Prompt
Your job with the data below is to output exactly the lines from the one holding "let on_board = (0..8).contains(&file)" down to the one holding "prop_assert_eq!(target.file().index() as i8, file);", both included, and no others.

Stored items
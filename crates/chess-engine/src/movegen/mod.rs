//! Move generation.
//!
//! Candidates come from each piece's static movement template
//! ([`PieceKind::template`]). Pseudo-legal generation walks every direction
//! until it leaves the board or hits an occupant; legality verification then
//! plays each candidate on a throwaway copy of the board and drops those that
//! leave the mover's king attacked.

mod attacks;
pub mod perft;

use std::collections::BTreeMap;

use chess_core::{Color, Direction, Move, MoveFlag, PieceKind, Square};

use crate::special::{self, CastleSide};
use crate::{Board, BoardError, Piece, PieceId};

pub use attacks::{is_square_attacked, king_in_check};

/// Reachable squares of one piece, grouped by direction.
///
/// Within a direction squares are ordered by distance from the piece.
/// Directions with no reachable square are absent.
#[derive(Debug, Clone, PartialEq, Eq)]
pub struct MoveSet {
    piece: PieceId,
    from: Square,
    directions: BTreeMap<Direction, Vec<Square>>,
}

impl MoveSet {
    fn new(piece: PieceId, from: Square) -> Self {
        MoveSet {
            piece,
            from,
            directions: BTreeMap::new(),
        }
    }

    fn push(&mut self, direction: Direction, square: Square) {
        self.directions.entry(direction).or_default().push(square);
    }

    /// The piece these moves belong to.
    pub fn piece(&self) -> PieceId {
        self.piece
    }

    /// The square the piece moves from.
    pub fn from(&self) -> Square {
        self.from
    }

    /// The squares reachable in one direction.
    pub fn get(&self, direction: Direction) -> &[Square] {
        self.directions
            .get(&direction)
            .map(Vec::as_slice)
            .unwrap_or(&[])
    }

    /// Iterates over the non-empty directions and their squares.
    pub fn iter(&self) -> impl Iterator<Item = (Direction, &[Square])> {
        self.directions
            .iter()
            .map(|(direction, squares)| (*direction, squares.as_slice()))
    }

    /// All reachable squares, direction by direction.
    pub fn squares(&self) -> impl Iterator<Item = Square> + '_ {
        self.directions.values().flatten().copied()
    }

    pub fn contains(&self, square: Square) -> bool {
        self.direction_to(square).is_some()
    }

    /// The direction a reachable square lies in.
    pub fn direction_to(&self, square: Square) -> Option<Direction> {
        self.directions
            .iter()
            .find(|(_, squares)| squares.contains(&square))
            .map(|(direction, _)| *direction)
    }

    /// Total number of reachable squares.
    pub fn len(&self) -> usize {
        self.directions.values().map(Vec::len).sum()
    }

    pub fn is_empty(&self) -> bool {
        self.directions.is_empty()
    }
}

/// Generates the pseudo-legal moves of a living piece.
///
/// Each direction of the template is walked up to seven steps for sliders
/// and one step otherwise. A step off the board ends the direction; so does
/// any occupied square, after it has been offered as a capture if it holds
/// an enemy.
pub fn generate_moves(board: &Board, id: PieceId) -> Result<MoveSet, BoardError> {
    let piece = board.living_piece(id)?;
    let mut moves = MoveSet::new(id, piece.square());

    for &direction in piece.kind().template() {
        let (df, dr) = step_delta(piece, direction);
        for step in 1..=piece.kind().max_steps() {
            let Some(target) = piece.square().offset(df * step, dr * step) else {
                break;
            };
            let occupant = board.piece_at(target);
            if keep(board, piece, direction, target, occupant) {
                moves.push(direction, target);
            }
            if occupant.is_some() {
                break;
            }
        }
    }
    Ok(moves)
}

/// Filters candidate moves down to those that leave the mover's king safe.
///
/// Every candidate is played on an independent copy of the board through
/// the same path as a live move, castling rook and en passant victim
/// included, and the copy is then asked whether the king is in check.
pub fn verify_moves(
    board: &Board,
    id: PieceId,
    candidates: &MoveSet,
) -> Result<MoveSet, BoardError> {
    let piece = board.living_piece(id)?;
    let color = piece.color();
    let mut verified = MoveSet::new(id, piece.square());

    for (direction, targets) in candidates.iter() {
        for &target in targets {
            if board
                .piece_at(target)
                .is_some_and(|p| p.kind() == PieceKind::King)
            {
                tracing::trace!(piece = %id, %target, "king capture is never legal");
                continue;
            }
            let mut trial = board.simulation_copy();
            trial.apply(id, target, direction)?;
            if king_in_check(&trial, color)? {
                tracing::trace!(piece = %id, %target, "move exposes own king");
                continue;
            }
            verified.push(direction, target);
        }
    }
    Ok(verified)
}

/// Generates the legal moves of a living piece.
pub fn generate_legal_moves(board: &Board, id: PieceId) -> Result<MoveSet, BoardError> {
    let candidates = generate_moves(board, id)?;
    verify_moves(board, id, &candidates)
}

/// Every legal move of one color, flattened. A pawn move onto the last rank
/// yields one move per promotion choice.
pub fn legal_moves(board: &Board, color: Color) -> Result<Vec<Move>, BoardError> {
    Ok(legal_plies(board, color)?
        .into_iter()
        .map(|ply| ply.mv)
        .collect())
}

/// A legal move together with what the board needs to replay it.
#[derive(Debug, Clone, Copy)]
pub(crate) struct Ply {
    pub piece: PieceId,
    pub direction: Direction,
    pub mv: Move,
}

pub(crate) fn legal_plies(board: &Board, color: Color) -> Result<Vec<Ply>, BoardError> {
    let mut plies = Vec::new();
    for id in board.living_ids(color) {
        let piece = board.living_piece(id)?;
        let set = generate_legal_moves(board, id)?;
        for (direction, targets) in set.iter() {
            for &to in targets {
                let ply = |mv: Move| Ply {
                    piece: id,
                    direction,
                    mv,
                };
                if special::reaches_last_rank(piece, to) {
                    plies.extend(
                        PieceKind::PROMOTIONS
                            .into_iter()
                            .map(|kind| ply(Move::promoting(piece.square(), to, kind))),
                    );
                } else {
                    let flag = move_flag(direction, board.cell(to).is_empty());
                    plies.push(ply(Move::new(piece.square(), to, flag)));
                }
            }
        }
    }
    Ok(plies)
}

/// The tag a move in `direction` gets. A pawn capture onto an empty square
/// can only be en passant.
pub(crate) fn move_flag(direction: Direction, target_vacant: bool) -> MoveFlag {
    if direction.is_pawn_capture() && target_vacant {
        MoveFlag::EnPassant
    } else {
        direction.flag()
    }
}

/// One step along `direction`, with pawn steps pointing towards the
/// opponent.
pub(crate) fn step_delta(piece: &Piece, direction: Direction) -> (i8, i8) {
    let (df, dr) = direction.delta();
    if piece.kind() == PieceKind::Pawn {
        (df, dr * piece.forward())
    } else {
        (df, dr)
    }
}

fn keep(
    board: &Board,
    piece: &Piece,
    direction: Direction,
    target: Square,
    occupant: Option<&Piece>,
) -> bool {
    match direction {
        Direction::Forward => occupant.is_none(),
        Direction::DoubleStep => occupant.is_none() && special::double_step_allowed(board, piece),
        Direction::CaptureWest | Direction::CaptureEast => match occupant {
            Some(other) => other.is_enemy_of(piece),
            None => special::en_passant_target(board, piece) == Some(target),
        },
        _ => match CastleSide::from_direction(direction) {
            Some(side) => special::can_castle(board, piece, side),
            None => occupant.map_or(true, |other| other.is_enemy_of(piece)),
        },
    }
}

--

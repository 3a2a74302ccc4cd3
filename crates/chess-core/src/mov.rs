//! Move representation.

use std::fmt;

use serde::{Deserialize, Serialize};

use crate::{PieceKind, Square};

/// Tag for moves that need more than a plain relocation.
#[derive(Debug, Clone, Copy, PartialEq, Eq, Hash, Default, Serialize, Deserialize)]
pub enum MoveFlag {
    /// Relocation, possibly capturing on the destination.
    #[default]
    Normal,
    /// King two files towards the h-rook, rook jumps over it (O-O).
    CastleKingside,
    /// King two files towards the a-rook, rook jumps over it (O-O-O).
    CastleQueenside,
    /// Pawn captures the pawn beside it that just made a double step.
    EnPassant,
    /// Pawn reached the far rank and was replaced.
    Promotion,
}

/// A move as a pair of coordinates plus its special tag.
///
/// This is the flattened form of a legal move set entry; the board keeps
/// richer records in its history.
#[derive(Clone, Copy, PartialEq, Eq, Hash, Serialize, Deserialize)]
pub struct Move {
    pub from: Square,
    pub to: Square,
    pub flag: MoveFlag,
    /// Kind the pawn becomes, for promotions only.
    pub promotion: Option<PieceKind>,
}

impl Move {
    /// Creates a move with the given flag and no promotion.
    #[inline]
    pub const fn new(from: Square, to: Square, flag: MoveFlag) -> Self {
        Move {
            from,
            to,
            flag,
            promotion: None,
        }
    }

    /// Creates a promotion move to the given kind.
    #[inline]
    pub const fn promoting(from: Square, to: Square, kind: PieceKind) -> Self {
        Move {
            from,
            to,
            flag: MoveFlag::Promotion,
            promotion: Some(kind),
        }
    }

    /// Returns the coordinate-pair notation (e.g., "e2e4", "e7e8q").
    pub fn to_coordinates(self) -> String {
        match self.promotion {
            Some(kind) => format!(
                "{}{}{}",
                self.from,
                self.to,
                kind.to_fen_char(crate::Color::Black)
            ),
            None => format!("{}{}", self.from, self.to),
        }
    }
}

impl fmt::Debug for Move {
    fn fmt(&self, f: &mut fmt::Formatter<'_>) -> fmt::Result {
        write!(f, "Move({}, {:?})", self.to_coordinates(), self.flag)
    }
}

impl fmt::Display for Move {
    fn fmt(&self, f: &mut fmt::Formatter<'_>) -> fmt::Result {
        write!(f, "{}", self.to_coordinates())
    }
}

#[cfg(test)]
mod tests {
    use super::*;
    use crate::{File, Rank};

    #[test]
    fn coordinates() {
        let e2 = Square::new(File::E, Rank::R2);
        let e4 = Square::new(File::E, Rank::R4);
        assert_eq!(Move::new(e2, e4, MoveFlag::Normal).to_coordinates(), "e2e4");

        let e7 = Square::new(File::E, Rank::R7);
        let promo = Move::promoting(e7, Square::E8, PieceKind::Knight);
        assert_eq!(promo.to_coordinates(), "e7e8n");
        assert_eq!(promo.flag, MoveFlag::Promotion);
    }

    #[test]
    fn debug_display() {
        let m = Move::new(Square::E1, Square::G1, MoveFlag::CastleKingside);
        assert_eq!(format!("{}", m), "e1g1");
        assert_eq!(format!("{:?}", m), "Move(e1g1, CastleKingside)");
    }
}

--

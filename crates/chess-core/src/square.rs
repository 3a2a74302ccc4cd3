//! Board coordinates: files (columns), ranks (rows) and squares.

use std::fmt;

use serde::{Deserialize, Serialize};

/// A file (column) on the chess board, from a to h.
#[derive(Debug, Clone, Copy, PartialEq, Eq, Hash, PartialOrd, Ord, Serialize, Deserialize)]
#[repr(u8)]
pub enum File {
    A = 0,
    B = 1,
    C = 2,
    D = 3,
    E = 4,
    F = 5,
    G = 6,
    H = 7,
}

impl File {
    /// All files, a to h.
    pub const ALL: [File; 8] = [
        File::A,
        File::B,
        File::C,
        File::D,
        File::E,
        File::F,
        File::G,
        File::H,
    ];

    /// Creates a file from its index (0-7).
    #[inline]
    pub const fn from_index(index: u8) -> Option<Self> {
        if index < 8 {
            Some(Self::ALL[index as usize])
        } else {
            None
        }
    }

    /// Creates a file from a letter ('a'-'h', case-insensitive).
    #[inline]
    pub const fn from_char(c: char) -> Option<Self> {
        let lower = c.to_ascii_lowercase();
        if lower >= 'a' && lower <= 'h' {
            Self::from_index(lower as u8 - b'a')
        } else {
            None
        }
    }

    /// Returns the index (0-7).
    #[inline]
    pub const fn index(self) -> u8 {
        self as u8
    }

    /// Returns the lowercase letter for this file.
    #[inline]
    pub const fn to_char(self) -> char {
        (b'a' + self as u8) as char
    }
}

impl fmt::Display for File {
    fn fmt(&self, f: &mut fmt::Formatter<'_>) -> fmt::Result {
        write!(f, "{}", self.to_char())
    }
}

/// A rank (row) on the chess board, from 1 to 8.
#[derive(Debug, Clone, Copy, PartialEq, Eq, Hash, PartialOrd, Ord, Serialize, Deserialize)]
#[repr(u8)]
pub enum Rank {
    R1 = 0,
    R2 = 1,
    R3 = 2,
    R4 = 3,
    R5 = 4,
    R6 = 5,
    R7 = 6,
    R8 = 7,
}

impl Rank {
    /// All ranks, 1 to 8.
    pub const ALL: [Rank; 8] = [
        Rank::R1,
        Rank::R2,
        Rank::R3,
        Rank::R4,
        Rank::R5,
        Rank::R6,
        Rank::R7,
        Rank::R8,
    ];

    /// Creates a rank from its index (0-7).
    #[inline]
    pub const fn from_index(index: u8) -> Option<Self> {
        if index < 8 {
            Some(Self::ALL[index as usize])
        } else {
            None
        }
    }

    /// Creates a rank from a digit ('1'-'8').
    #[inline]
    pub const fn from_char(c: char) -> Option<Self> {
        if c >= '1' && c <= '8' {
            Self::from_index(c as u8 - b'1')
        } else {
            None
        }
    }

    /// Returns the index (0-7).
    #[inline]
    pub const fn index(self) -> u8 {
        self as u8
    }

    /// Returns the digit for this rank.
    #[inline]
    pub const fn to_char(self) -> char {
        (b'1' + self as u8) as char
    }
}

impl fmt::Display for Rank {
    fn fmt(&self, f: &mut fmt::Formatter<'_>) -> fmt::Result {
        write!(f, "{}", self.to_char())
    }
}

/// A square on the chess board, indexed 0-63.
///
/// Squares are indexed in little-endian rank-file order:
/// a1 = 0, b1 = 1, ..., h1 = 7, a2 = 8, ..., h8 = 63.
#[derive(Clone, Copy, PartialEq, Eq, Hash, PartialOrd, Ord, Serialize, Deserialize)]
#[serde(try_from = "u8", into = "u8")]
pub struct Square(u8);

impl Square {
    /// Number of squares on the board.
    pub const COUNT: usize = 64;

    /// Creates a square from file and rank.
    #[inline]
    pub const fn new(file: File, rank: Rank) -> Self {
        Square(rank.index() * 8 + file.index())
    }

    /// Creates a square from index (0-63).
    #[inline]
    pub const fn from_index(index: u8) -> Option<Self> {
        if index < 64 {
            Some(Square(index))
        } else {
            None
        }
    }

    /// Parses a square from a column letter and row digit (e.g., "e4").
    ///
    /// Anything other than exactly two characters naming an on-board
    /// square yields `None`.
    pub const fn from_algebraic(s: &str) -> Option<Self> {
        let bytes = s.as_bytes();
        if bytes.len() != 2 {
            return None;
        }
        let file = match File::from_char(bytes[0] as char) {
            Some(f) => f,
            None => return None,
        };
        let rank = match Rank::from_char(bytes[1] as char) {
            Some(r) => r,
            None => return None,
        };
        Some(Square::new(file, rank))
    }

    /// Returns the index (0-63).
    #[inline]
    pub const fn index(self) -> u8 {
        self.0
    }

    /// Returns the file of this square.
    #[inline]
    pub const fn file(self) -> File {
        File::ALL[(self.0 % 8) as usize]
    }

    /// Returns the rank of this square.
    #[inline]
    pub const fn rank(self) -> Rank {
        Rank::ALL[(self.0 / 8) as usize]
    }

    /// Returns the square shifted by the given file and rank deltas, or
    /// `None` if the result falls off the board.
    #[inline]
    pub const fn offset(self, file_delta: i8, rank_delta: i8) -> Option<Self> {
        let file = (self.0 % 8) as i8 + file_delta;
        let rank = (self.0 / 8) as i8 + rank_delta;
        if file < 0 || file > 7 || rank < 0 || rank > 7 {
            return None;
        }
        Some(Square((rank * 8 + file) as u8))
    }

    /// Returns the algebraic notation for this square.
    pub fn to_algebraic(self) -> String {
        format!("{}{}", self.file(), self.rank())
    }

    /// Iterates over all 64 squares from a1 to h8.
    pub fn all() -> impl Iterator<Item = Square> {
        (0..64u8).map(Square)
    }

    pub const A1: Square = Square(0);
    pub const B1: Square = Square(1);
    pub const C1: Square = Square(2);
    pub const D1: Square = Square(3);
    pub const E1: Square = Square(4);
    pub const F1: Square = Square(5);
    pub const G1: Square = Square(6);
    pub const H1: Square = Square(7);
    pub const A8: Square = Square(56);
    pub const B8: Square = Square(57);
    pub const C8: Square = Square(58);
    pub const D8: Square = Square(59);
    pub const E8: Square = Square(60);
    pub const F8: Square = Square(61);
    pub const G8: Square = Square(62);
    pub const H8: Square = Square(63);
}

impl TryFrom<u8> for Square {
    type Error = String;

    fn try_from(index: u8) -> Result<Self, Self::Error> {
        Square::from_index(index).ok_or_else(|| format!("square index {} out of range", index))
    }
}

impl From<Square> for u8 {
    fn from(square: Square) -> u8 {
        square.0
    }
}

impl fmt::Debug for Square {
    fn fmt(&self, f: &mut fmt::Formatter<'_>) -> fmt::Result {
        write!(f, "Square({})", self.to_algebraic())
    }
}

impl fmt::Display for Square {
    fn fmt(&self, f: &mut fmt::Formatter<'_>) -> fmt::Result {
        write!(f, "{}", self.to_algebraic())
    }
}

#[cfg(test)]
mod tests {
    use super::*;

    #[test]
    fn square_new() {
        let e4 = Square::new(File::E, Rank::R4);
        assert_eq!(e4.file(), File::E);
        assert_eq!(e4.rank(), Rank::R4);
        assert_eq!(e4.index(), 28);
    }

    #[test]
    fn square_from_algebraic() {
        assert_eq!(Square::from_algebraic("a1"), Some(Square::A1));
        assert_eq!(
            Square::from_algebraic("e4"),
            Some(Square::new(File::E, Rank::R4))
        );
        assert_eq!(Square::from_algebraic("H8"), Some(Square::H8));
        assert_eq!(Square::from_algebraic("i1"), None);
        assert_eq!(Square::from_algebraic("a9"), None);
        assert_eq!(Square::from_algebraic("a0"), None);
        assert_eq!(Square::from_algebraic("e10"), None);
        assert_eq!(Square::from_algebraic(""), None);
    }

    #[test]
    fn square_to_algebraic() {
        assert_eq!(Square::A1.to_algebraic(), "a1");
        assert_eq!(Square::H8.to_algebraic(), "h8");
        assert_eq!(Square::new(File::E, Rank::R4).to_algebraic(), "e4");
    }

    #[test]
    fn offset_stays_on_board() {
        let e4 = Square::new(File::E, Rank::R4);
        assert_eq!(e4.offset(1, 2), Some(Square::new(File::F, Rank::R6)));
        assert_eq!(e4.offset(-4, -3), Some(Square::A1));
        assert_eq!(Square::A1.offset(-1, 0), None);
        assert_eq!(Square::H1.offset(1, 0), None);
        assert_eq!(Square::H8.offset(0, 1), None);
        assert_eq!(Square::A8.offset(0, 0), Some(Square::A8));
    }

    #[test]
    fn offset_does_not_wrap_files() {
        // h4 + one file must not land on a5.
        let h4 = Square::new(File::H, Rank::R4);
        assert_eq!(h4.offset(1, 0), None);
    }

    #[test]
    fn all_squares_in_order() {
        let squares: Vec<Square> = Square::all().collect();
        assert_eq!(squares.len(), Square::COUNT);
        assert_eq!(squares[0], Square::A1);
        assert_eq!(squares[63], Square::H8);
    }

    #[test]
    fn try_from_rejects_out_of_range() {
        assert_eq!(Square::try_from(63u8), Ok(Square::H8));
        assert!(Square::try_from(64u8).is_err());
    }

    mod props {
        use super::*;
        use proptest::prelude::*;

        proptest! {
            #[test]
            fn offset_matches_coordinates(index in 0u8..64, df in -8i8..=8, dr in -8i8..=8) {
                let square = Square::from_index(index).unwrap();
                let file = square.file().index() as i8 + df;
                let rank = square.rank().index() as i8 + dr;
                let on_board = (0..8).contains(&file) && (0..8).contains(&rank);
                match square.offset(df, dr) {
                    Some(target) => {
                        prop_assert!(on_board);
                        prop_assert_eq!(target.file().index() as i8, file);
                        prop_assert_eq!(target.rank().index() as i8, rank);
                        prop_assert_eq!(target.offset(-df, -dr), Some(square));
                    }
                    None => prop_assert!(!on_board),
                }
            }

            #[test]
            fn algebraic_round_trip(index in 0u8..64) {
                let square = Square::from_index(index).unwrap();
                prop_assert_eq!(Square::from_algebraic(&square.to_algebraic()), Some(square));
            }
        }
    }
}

Answer below
                let on_board = (0..8).contains(&file) && (0..8).contains(&rank);
                match square.offset(df, dr) {
                    Some(target) => {
                        prop_assert!(on_board);
                        prop_assert_eq!(target.file().index() as i8, file);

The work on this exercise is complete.